Task to carry out
Within the data that follows, set down exactly the lines from the one containing "the last timestamp" through the one containing "pub fn new(server: String)", both ends included.

Material for the task
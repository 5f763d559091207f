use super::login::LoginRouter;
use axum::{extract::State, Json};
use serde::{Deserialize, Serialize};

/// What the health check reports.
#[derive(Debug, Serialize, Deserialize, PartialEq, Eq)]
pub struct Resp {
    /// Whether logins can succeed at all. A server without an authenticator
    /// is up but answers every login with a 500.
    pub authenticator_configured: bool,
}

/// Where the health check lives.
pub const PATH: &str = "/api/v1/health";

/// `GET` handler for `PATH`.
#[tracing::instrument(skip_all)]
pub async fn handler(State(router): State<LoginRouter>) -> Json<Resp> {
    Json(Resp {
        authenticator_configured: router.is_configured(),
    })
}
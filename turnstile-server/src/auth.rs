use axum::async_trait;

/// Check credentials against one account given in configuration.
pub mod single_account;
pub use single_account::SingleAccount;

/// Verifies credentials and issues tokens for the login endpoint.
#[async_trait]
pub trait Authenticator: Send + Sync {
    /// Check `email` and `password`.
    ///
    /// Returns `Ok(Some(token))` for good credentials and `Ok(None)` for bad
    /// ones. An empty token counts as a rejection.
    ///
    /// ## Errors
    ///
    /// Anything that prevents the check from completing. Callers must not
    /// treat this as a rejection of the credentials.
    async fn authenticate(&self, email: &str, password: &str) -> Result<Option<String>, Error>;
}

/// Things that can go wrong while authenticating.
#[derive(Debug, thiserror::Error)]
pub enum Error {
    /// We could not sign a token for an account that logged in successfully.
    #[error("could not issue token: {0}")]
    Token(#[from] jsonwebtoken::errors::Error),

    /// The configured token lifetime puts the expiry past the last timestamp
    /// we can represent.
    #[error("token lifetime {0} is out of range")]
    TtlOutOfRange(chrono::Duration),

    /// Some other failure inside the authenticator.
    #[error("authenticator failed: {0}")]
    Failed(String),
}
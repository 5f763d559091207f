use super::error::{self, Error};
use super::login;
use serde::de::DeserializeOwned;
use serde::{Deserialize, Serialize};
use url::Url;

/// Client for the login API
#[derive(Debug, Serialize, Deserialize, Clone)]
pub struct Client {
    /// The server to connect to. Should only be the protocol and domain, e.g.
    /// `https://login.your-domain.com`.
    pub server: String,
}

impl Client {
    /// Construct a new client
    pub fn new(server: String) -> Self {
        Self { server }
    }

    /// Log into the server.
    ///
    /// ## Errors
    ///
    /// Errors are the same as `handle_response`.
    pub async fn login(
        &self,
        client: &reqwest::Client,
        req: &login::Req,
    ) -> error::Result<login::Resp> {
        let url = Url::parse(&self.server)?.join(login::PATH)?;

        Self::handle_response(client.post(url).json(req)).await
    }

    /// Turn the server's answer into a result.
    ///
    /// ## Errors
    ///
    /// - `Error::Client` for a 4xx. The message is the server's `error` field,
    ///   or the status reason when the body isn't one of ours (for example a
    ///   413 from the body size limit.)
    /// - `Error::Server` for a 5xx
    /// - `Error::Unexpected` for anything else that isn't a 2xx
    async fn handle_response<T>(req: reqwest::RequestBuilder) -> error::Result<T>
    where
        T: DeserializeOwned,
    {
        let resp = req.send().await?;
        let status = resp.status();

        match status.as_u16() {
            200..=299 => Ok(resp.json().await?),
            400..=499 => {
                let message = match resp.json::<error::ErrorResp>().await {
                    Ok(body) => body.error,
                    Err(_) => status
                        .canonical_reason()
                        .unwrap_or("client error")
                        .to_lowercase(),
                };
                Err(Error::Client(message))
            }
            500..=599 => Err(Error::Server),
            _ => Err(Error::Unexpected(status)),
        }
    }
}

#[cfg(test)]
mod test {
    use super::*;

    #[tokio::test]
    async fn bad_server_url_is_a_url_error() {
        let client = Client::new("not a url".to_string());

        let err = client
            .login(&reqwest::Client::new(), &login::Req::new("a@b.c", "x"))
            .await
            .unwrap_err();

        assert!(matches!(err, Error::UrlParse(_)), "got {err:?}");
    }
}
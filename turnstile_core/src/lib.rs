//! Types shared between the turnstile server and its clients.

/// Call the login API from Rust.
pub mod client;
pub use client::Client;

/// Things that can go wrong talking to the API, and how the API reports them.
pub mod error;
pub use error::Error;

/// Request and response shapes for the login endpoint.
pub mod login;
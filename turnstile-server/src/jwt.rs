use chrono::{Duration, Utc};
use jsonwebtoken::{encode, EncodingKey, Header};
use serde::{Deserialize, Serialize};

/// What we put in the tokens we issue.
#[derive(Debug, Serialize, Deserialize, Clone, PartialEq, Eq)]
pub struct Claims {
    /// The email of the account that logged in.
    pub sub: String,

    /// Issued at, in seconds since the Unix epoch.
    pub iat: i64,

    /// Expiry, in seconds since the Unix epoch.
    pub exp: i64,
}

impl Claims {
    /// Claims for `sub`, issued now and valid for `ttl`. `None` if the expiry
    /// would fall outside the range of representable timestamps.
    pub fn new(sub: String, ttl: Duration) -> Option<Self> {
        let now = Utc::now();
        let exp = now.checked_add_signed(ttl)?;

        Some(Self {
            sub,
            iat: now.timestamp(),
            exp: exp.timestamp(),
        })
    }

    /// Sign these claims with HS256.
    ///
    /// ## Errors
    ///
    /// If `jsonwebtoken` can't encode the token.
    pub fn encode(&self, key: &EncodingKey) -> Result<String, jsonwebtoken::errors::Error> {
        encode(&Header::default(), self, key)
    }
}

--

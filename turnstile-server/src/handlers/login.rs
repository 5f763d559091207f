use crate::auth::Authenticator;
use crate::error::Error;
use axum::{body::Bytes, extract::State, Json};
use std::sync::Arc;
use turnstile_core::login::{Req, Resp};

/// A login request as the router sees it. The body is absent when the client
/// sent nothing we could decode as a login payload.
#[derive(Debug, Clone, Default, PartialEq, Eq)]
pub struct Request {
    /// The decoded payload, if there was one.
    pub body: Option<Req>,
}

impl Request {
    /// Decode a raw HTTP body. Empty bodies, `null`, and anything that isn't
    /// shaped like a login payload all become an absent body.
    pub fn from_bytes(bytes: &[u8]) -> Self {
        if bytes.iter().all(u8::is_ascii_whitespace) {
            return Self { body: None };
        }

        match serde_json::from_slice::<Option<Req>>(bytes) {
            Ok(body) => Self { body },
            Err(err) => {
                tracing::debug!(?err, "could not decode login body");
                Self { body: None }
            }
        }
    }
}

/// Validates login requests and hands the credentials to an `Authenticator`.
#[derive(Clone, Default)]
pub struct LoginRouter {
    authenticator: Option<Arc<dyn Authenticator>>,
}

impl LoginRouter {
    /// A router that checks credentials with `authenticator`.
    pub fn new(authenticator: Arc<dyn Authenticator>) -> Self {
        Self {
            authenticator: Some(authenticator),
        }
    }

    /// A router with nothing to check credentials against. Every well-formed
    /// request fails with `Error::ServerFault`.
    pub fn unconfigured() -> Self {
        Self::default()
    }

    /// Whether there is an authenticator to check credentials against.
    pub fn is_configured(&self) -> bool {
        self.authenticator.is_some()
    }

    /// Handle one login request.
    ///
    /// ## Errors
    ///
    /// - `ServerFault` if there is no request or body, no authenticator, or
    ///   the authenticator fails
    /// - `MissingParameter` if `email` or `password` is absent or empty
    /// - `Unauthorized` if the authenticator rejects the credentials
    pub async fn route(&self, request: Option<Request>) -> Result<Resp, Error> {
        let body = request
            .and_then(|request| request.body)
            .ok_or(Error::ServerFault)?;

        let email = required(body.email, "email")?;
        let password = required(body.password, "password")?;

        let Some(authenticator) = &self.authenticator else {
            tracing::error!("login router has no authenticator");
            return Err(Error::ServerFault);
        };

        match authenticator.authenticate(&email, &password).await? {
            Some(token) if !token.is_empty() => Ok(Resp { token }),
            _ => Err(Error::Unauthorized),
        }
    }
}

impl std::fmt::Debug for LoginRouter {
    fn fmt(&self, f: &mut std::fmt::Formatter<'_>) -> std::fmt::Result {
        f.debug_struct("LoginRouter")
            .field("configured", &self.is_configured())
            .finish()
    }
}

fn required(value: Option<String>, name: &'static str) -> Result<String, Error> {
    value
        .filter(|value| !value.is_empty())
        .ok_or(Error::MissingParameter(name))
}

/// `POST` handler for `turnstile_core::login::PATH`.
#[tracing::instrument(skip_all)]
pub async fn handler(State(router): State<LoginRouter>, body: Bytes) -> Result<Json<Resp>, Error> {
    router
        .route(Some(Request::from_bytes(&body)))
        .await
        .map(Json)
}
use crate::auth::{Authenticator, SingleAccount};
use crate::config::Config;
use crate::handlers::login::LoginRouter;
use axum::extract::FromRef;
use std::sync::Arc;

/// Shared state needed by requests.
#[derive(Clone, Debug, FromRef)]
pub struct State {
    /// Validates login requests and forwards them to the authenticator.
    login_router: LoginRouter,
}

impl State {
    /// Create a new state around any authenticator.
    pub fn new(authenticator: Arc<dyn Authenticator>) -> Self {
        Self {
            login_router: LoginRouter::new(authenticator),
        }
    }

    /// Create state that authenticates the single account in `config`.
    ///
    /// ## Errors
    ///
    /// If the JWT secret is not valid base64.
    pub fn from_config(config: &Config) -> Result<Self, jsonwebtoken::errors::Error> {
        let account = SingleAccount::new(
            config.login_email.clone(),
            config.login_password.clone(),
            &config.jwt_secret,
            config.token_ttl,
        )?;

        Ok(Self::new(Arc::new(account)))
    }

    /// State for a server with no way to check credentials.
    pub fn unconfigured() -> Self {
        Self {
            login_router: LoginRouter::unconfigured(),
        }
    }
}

Exercise answer
    /// The configured token lifetime puts the expiry past the last timestamp
    /// we can represent.
    #[error("token lifetime {0} is out of range")]
    TtlOutOfRange(chrono::Duration),

    /// Some other failure inside the authenticator.
    #[error("authenticator failed: {0}")]
    Failed(String),
}
repository 5f763d559091207f
use super::error::{self, Error};
use super::login;
use serde::de::DeserializeOwned;
use serde::{Deserialize, Serialize};
use url::Url;

/// Client for the login API
#[derive(Debug, Serialize, Deserialize, Clone)]
pub struct Client {
    /// The server to connect to. Should only be the protocol and domain, e.g.
    /// `https://login.your-domain.com`.
    pub server: String,
}

impl Client {
    /// Construct a new client
    pub fn new(server: String) -> Self {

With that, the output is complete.